Extract every record, keeping each one exactly as it is.

GIVEN RECORDS: Begin

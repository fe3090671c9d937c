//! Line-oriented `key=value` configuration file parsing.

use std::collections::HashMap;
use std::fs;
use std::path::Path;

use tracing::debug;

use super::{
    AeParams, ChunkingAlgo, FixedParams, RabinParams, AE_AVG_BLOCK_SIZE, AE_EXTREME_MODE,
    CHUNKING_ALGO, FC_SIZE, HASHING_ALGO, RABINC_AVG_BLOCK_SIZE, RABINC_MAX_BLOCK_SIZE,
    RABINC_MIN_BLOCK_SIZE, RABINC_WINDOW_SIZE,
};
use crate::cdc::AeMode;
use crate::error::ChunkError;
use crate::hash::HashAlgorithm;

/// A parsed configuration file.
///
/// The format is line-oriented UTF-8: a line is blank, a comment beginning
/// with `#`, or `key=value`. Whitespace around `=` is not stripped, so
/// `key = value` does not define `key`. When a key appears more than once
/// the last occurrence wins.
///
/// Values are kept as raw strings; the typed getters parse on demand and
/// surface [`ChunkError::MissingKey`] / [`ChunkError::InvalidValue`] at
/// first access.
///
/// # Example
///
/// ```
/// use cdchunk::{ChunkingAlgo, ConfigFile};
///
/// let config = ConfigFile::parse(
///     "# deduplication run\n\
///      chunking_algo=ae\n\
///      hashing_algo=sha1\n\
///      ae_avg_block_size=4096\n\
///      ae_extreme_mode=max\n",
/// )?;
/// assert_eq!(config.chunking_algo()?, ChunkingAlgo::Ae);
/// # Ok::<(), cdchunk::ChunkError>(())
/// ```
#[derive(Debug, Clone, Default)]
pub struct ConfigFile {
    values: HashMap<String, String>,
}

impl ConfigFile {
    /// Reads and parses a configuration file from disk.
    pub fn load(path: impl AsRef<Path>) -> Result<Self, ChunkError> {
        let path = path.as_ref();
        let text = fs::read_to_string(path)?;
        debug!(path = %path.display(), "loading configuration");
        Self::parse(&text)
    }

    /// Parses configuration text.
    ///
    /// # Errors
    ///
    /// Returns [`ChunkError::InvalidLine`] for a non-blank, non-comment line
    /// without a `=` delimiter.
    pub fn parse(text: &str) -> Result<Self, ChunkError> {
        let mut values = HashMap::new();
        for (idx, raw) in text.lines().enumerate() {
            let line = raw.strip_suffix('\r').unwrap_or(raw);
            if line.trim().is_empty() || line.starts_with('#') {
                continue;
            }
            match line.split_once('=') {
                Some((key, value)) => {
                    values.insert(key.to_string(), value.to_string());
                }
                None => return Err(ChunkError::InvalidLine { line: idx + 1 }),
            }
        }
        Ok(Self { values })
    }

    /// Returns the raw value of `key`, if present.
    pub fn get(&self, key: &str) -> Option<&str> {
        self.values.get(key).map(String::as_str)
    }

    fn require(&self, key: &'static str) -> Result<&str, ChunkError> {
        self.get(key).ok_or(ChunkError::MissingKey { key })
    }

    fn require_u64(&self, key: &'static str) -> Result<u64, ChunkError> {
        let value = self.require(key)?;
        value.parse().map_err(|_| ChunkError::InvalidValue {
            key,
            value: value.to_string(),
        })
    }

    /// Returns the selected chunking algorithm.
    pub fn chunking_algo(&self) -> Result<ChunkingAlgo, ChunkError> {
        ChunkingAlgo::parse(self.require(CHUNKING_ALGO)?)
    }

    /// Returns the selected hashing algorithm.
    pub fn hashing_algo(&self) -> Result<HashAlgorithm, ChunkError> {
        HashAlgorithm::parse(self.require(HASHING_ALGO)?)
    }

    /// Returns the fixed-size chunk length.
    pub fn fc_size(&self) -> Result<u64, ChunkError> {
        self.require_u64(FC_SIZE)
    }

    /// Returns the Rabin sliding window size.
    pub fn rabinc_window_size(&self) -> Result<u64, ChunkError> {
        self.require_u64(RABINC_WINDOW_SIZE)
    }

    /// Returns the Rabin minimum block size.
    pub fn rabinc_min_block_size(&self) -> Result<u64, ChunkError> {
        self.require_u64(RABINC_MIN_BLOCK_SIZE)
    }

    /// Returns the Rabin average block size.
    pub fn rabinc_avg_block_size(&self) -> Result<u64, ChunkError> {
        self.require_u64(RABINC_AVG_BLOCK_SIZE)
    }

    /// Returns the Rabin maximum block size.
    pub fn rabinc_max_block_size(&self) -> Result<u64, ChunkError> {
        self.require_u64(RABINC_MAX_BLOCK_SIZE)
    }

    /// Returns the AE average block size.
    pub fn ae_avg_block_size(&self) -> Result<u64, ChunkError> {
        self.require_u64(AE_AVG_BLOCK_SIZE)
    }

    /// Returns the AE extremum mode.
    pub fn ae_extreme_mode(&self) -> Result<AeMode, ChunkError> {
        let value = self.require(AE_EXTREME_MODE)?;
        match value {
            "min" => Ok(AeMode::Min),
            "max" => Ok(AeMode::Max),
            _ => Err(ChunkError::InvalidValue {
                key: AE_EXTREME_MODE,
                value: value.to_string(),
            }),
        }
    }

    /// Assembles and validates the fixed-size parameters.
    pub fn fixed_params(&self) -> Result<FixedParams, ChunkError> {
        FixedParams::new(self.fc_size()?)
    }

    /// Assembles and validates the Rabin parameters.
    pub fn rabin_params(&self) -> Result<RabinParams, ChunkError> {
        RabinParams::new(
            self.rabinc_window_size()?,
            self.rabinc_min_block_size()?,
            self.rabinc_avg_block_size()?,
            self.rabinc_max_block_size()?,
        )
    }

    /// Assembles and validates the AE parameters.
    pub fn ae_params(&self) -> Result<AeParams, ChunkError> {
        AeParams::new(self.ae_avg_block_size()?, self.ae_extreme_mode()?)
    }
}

GIVEN RECORDS: End

▸ EXERCISE RESULT
repository fe3090671c9d937c
//! Line-oriented `key=value` configuration file parsing.

use std::collections::HashMap;
use std::fs;
use std::path::Path;

use tracing::debug;

use super::{
    AeParams, ChunkingAlgo, FixedParams, RabinParams, AE_AVG_BLOCK_SIZE, AE_EXTREME_MODE,
    CHUNKING_ALGO, FC_SIZE, HASHING_ALGO, RABINC_AVG_BLOCK_SIZE, RABINC_MAX_BLOCK_SIZE,
    RABINC_MIN_BLOCK_SIZE, RABINC_WINDOW_SIZE,
};
use crate::cdc::AeMode;
use crate::error::ChunkError;
use crate::hash::HashAlgorithm;

/// A parsed configuration file.
///
/// The format is line-oriented UTF-8: a line is blank, a comment beginning
/// with `#`, or `key=value`. Whitespace around `=` is not stripped, so
/// `key = value` does not define `key`. When a key appears more than once
/// the last occurrence wins.
///
/// Values are kept as raw strings; the typed getters parse on demand and
/// surface [`ChunkError::MissingKey`] / [`ChunkError::InvalidValue`] at
/// first access.
///
/// # Example
///
/// ```
/// use cdchunk::{ChunkingAlgo, ConfigFile};
///
/// let config = ConfigFile::parse(
///     "# deduplication run\n\
///      chunking_algo=ae\n\
///      hashing_algo=sha1\n\
///      ae_avg_block_size=4096\n\
///      ae_extreme_mode=max\n",
/// )?;
/// assert_eq!(config.chunking_algo()?, ChunkingAlgo::Ae);
/// # Ok::<(), cdchunk::ChunkError>(())
/// ```
#[derive(Debug, Clone, Default)]
pub struct ConfigFile {
    values: HashMap<String, String>,
}

impl ConfigFile {
    /// Reads and parses a configuration file from disk.
    pub fn load(path: impl AsRef<Path>) -> Result<Self, ChunkError> {
        let path = path.as_ref();
        let text = fs::read_to_string(path)?;
        debug!(path = %path.display(), "loading configuration");
        Self::parse(&text)
    }

    /// Parses configuration text.
    ///
    /// # Errors
    ///
    /// Returns [`ChunkError::InvalidLine`] for a non-blank, non-comment line
    /// without a `=` delimiter.
    pub fn parse(text: &str) -> Result<Self, ChunkError> {
        let mut values = HashMap::new();
        for (idx, raw) in text.lines().enumerate() {
            let line = raw.strip_suffix('\r').unwrap_or(raw);
            if line.trim().is_empty() || line.starts_with('#') {
                continue;
            }
            match line.split_once('=') {
                Some((key, value)) => {
                    values.insert(key.to_string(), value.to_string());
                }
                None => return Err(ChunkError::InvalidLine { line: idx + 1 }),
            }
        }
        Ok(Self { values })
    }

    /// Returns the raw value of `key`, if present.
    pub fn get(&self, key: &str) -> Option<&str> {
        self.values.get(key).map(String::as_str)
    }

    fn require(&self, key: &'static str) -> Result<&str, ChunkError> {
        self.get(key).ok_or(ChunkError::MissingKey { key })
    }

    fn require_u64(&self, key: &'static str) -> Result<u64, ChunkError> {
        let value = self.require(key)?;
        value.parse().map_err(|_| ChunkError::InvalidValue {
            key,
            value: value.to_string(),
        })
    }

    /// Returns the selected chunking algorithm.
    pub fn chunking_algo(&self) -> Result<ChunkingAlgo, ChunkError> {
        ChunkingAlgo::parse(self.require(CHUNKING_ALGO)?)
    }

    /// Returns the selected hashing algorithm.
    pub fn hashing_algo(&self) -> Result<HashAlgorithm, ChunkError> {
        HashAlgorithm::parse(self.require(HASHING_ALGO)?)
    }

    /// Returns the fixed-size chunk length.
    pub fn fc_size(&self) -> Result<u64, ChunkError> {
        self.require_u64(FC_SIZE)
    }

    /// Returns the Rabin sliding window size.
    pub fn rabinc_window_size(&self) -> Result<u64, ChunkError> {
        self.require_u64(RABINC_WINDOW_SIZE)
    }

    /// Returns the Rabin minimum block size.
    pub fn rabinc_min_block_size(&self) -> Result<u64, ChunkError> {
        self.require_u64(RABINC_MIN_BLOCK_SIZE)
    }

    /// Returns the Rabin average block size.
    pub fn rabinc_avg_block_size(&self) -> Result<u64, ChunkError> {
        self.require_u64(RABINC_AVG_BLOCK_SIZE)
    }

    /// Returns the Rabin maximum block size.
    pub fn rabinc_max_block_size(&self) -> Result<u64, ChunkError> {
        self.require_u64(RABINC_MAX_BLOCK_SIZE)
    }

    /// Returns the AE average block size.
    pub fn ae_avg_block_size(&self) -> Result<u64, ChunkError> {
        self.require_u64(AE_AVG_BLOCK_SIZE)
    }

    /// Returns the AE extremum mode.
    pub fn ae_extreme_mode(&self) -> Result<AeMode, ChunkError> {
        let value = self.require(AE_EXTREME_MODE)?;
        match value {
            "min" => Ok(AeMode::Min),
            "max" => Ok(AeMode::Max),
            _ => Err(ChunkError::InvalidValue {
                key: AE_EXTREME_MODE,
                value: value.to_string(),
            }),
        }
    }

    /// Assembles and validates the fixed-size parameters.
    pub fn fixed_params(&self) -> Result<FixedParams, ChunkError> {
        FixedParams::new(self.fc_size()?)
    }

    /// Assembles and validates the Rabin parameters.
    pub fn rabin_params(&self) -> Result<RabinParams, ChunkError> {
        RabinParams::new(
            self.rabinc_window_size()?,
            self.rabinc_min_block_size()?,
            self.rabinc_avg_block_size()?,
            self.rabinc_max_block_size()?,
        )
    }

    /// Assembles and validates the AE parameters.
    pub fn ae_params(&self) -> Result<AeParams, ChunkError> {
        AeParams::new(self.ae_avg_block_size()?, self.ae_extreme_mode()?)
    }
}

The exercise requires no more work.